How data is collected

The server runs a background scheduler (APScheduler) that fires every hour at HH:00. The job checks whether the BVC market is currently open before making any network calls:

  • Market open (Monday–Friday, 09:00–15:30 Casablanca time, UTC+1): fetches a fresh snapshot and saves it to data/bvc_history.db
  • Market closed: logs "Market closed, skipping snapshot" and exits immediately

At typical BVC hours, this produces 7 snapshots per trading day (09:00, 10:00, 11:00, 12:00, 13:00, 14:00, 15:00).

The scheduler also collects one snapshot immediately at server startup if the market is open.

Database location

bvc-mcp-server/data/bvc_history.db

The file and its parent directory are created automatically on first run. The database is a standard SQLite file that can be opened with any SQLite client.

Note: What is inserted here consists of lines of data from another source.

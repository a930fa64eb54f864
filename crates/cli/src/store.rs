use std::{
    collections::BTreeMap,
    fmt, fs, io,
    path::{Path, PathBuf},
};

use chrono::{Datelike, NaiveDate};
use concierge_core::BIRTHDAY_FORMAT;
use serde::{Deserialize, Serialize, de::DeserializeOwned};
use thiserror::Error;

pub const CONTACTS_FILE: &str = "addressbook.json";
pub const NOTES_FILE: &str = "notebook.json";

#[derive(Debug, Error)]
pub enum StoreError {
    #[error("failed to read {path}: {source}")]
    Read { path: PathBuf, source: io::Error },

    #[error("failed to write {path}: {source}")]
    Write { path: PathBuf, source: io::Error },

    #[error("failed to decode {path}: {source}")]
    Decode {
        path: PathBuf,
        source: serde_json::Error,
    },

    #[error("failed to encode {path}: {source}")]
    Encode {
        path: PathBuf,
        source: serde_json::Error,
    },
}

/// Why a record could not be re-keyed.
#[derive(Debug, Error, Clone, PartialEq, Eq)]
pub enum RenameError {
    #[error("`{0}` was not found")]
    NotFound(String),

    #[error("`{0}` already exists")]
    Taken(String),
}

#[derive(Debug, Clone, PartialEq, Eq, Serialize, Deserialize)]
pub struct Contact {
    pub name: String,
    pub phones: Vec<String>,
    pub address: Option<String>,
    pub email: Option<String>,
    pub birthday: Option<NaiveDate>,
}

impl Contact {
    pub fn new(name: impl Into<String>) -> Self {
        Self {
            name: name.into(),
            phones: Vec::new(),
            address: None,
            email: None,
            birthday: None,
        }
    }

    /// Replaces `old` with `new`; false if `old` is not one of the phones.
    pub fn edit_phone(&mut self, old: &str, new: impl Into<String>) -> bool {
        match self.phones.iter_mut().find(|phone| phone.as_str() == old) {
            Some(phone) => {
                *phone = new.into();
                true
            }
            None => false,
        }
    }

    /// Days from `today` until the next birthday, `0` when it is today.
    ///
    /// A 29 February birthday is celebrated on 1 March in non-leap years.
    pub fn days_to_birthday(&self, today: NaiveDate) -> Option<i64> {
        let birthday = self.birthday?;
        let mut next = anniversary(birthday, today.year())?;
        if next < today {
            next = anniversary(birthday, today.year() + 1)?;
        }
        Some((next - today).num_days())
    }
}

fn anniversary(birthday: NaiveDate, year: i32) -> Option<NaiveDate> {
    birthday
        .with_year(year)
        .or_else(|| NaiveDate::from_ymd_opt(year, 3, 1))
}

impl fmt::Display for Contact {
    fn fmt(&self, f: &mut fmt::Formatter<'_>) -> fmt::Result {
        let birthday = self
            .birthday
            .map(|date| date.format(BIRTHDAY_FORMAT).to_string());
        write!(
            f,
            "Contact: {}, phones: {}, address: {}, email: {}, birthday: {}",
            self.name,
            self.phones.join("; "),
            self.address.as_deref().unwrap_or("N/A"),
            self.email.as_deref().unwrap_or("N/A"),
            birthday.as_deref().unwrap_or("N/A"),
        )
    }
}

#[derive(Debug, Clone, Copy, PartialEq, Eq)]
pub enum SearchCriterion {
    Name,
    Phone,
    Email,
    Address,
}

/// Contacts keyed by name.
#[derive(Debug, Clone, Default, PartialEq, Eq, Serialize, Deserialize)]
pub struct AddressBook {
    contacts: BTreeMap<String, Contact>,
}

impl AddressBook {
    /// Inserts or replaces the contact with the same name.
    pub fn add(&mut self, contact: Contact) {
        self.contacts.insert(contact.name.clone(), contact);
    }

    pub fn find(&self, name: &str) -> Option<&Contact> {
        self.contacts.get(name)
    }

    pub fn find_mut(&mut self, name: &str) -> Option<&mut Contact> {
        self.contacts.get_mut(name)
    }

    pub fn delete(&mut self, name: &str) -> Option<Contact> {
        self.contacts.remove(name)
    }

    /// Re-keys a contact under a new name. Never replaces another contact.
    pub fn rename(&mut self, old: &str, new: impl Into<String>) -> Result<(), RenameError> {
        let new = new.into();
        if new != old && self.contacts.contains_key(&new) {
            return Err(RenameError::Taken(new));
        }
        let Some(mut contact) = self.contacts.remove(old) else {
            return Err(RenameError::NotFound(old.to_string()));
        };
        contact.name = new;
        self.add(contact);
        Ok(())
    }

    pub fn search(&self, keyword: &str, criterion: SearchCriterion) -> Vec<&Contact> {
        let needle = keyword.to_lowercase();
        let contains = |value: &str| value.to_lowercase().contains(&needle);

        self.contacts
            .values()
            .filter(|contact| match criterion {
                SearchCriterion::Name => contains(contact.name.as_str()),
                SearchCriterion::Phone => contact.phones.iter().any(|p| p.contains(keyword)),
                SearchCriterion::Email => contact.email.as_deref().is_some_and(contains),
                SearchCriterion::Address => contact.address.as_deref().is_some_and(contains),
            })
            .collect()
    }

    /// Contacts whose next birthday is at most `days` away.
    pub fn upcoming_birthdays(&self, days: i64, today: NaiveDate) -> Vec<&Contact> {
        self.contacts
            .values()
            .filter(|contact| {
                contact
                    .days_to_birthday(today)
                    .is_some_and(|remaining| remaining <= days)
            })
            .collect()
    }

    pub fn iter(&self) -> impl Iterator<Item = &Contact> {
        self.contacts.values()
    }

    pub fn len(&self) -> usize {
        self.contacts.len()
    }

    pub fn is_empty(&self) -> bool {
        self.contacts.is_empty()
    }
}

#[derive(Debug, Clone, PartialEq, Eq, Serialize, Deserialize)]
pub struct Note {
    pub text: String,
    pub tags: Vec<String>,
}

impl Note {
    pub fn new(text: impl Into<String>, tags: Vec<String>) -> Self {
        Self {
            text: text.into(),
            tags,
        }
    }
}

impl fmt::Display for Note {
    fn fmt(&self, f: &mut fmt::Formatter<'_>) -> fmt::Result {
        write!(f, "Note: {}, tags: {}", self.text, self.tags.join(", "))
    }
}

/// Notes keyed by their text.
#[derive(Debug, Clone, Default, PartialEq, Eq, Serialize, Deserialize)]
pub struct NoteBook {
    notes: BTreeMap<String, Note>,
}

impl NoteBook {
    pub fn add(&mut self, note: Note) {
        self.notes.insert(note.text.clone(), note);
    }

    pub fn find(&self, text: &str) -> Option<&Note> {
        self.notes.get(text)
    }

    pub fn delete(&mut self, text: &str) -> Option<Note> {
        self.notes.remove(text)
    }

    pub fn edit_text(&mut self, old: &str, new: impl Into<String>) -> Result<(), RenameError> {
        let new = new.into();
        if new != old && self.notes.contains_key(&new) {
            return Err(RenameError::Taken(new));
        }
        let Some(mut note) = self.notes.remove(old) else {
            return Err(RenameError::NotFound(old.to_string()));
        };
        note.text = new;
        self.add(note);
        Ok(())
    }

    pub fn set_tags(&mut self, text: &str, tags: Vec<String>) -> bool {
        match self.notes.get_mut(text) {
            Some(note) => {
                note.tags = tags;
                true
            }
            None => false,
        }
    }

    /// Notes whose text or any tag contains `keyword`, ignoring case.
    pub fn search(&self, keyword: &str) -> Vec<&Note> {
        let needle = keyword.to_lowercase();
        self.notes
            .values()
            .filter(|note| {
                note.text.to_lowercase().contains(&needle)
                    || note.tags.iter().any(|tag| tag.to_lowercase().contains(&needle))
            })
            .collect()
    }

    pub fn iter(&self) -> impl Iterator<Item = &Note> {
        self.notes.values()
    }

    pub fn len(&self) -> usize {
        self.notes.len()
    }

    pub fn is_empty(&self) -> bool {
        self.notes.is_empty()
    }
}

/// Loads a JSON blob, or the default value when the file does not exist yet.
pub fn load<T>(path: &Path) -> Result<T, StoreError>
where
    T: DeserializeOwned + Default,
{
    let contents = match fs::read_to_string(path) {
        Ok(contents) => contents,
        Err(err) if err.kind() == io::ErrorKind::NotFound => return Ok(T::default()),
        Err(source) => {
            return Err(StoreError::Read {
                path: path.to_path_buf(),
                source,
            });
        }
    };

    serde_json::from_str(&contents).map_err(|source| StoreError::Decode {
        path: path.to_path_buf(),
        source,
    })
}

pub fn save<T>(value: &T, path: &Path) -> Result<(), StoreError>
where
    T: Serialize,
{
    let write_err = |source: io::Error| StoreError::Write {
        path: path.to_path_buf(),
        source,
    };

    if let Some(parent) = path.parent() {
        fs::create_dir_all(parent).map_err(write_err)?;
    }
    let contents = serde_json::to_string_pretty(value).map_err(|source| StoreError::Encode {
        path: path.to_path_buf(),
        source,
    })?;
    fs::write(path, contents).map_err(write_err)
}

/// Where the address book and notebook live inside the data directory.
#[derive(Debug, Clone, PartialEq, Eq)]
pub struct DataFiles {
    pub contacts: PathBuf,
    pub notes: PathBuf,
}

impl DataFiles {
    pub fn in_dir(dir: &Path) -> Self {
        Self {
            contacts: dir.join(CONTACTS_FILE),
            notes: dir.join(NOTES_FILE),
        }
    }

    pub fn load(&self) -> Result<(AddressBook, NoteBook), StoreError> {
        Ok((load(&self.contacts)?, load(&self.notes)?))
    }

    pub fn save(&self, book: &AddressBook, notes: &NoteBook) -> Result<(), StoreError> {
        save(book, &self.contacts)?;
        save(notes, &self.notes)
    }
}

Manual collection with collect_now.py

To populate the database outside normal trading hours (for testing, backfilling, etc.):

# Respects market-hours check — exits with a warning if market is closed
python scripts/collect_now.py

# Ignores market-hours check and collects regardless
python scripts/collect_now.py --force

Timezone

All fetched_at datetimes stored in the database are in UTC. The market-hours check converts to Africa/Casablanca (UTC+1) before comparing.


Financial Analysis Tools

Tools 13–33 provide technical analysis and screening capabilities that work on data already collected in the local SQLite database. No extra dependencies are required — all calculations use pure Python and the standard math library.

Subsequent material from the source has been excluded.